Taking you at (what I assume to be) your intended meaning. Obviously you can contrive various situations that would be sufficiently alarming to the typical person to cause them to justifiably abandon their principles and attempt community organization. Someone posting things that don't fit your worldview and make you mad doesn't rise to that bar.

> The example seems off base. Wouldn't that be conspiracy to commit a crime?

Celebrating a crime isn't conspiracy to commit one.

> Obviously you can contrive various situations that would be sufficiently alarming to the typical person to cause them to justifiably abandon their principles and attempt community organization. Someone posting things that don't fit your worldview and make you mad doesn't rise to that bar.
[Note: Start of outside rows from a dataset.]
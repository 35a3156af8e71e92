//! 核心数据模型模块
//!
//! 定义 Darkquest 的核心数据结构：Character, GameSession, StoryRecord。

pub mod character;
pub mod session;
pub mod story;

pub use character::*;
pub use session::{GameSession, StoryHistory};
pub use story::StoryRecord;
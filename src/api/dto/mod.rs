//! DTO 模块
//!
//! 数据传输对象，用于 API 请求和响应的序列化。

pub mod character_dto;
pub mod story_dto;

pub use character_dto::*;
pub use story_dto::*;
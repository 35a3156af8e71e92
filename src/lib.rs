//! Darkquest - 暗黑奇幻叙事游戏服务
//!
//! 由大模型扮演地下城主：玩家创建角色后开始会话，每次选择都会生成
//! 新的故事段落，会话历史完整保存并可随时回看。

pub mod api;
pub mod config;
pub mod error;
pub mod models;
pub mod observability;
pub mod security;
pub mod services;
pub mod storage;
Why wouldn't it? You've just constructed your bar, and that's great. I'm glad you'd never want to react on scale based on someone or some organizations postings. If Google's CEO posted that he "personally" thought that selling information to governments was fine if you didn't get caught, you wouldn't suggest to your friends to not use Google because it was just his viewpoint?

At the end of the day the community will decide if an argument to boycott at scale makes sense. If I go around saying to boycott Google because a guy there doesn't like anime probably will make me look more a fool than anyone else.

  • Your example is off base again. If a rank and file employee gets a DUI and Google refuses to fire them over it yeah it's wrong to try to organize a lynch mob against Google for that.

    I didn't construct some arbitrary personal bar. I simply acknowledged that edge cases exist that reasonable people might feel necessitate community action as a matter of self preservation. That doesn't undermine the general principle.

    At the end of the day we're discussing social standards so there aren't going to be any airtight logical arguments and the edges will inevitably be blurry. If you adopt an extremist mindset you'll be able to rationalize just about anything. That doesn't mean you're actually in the right though.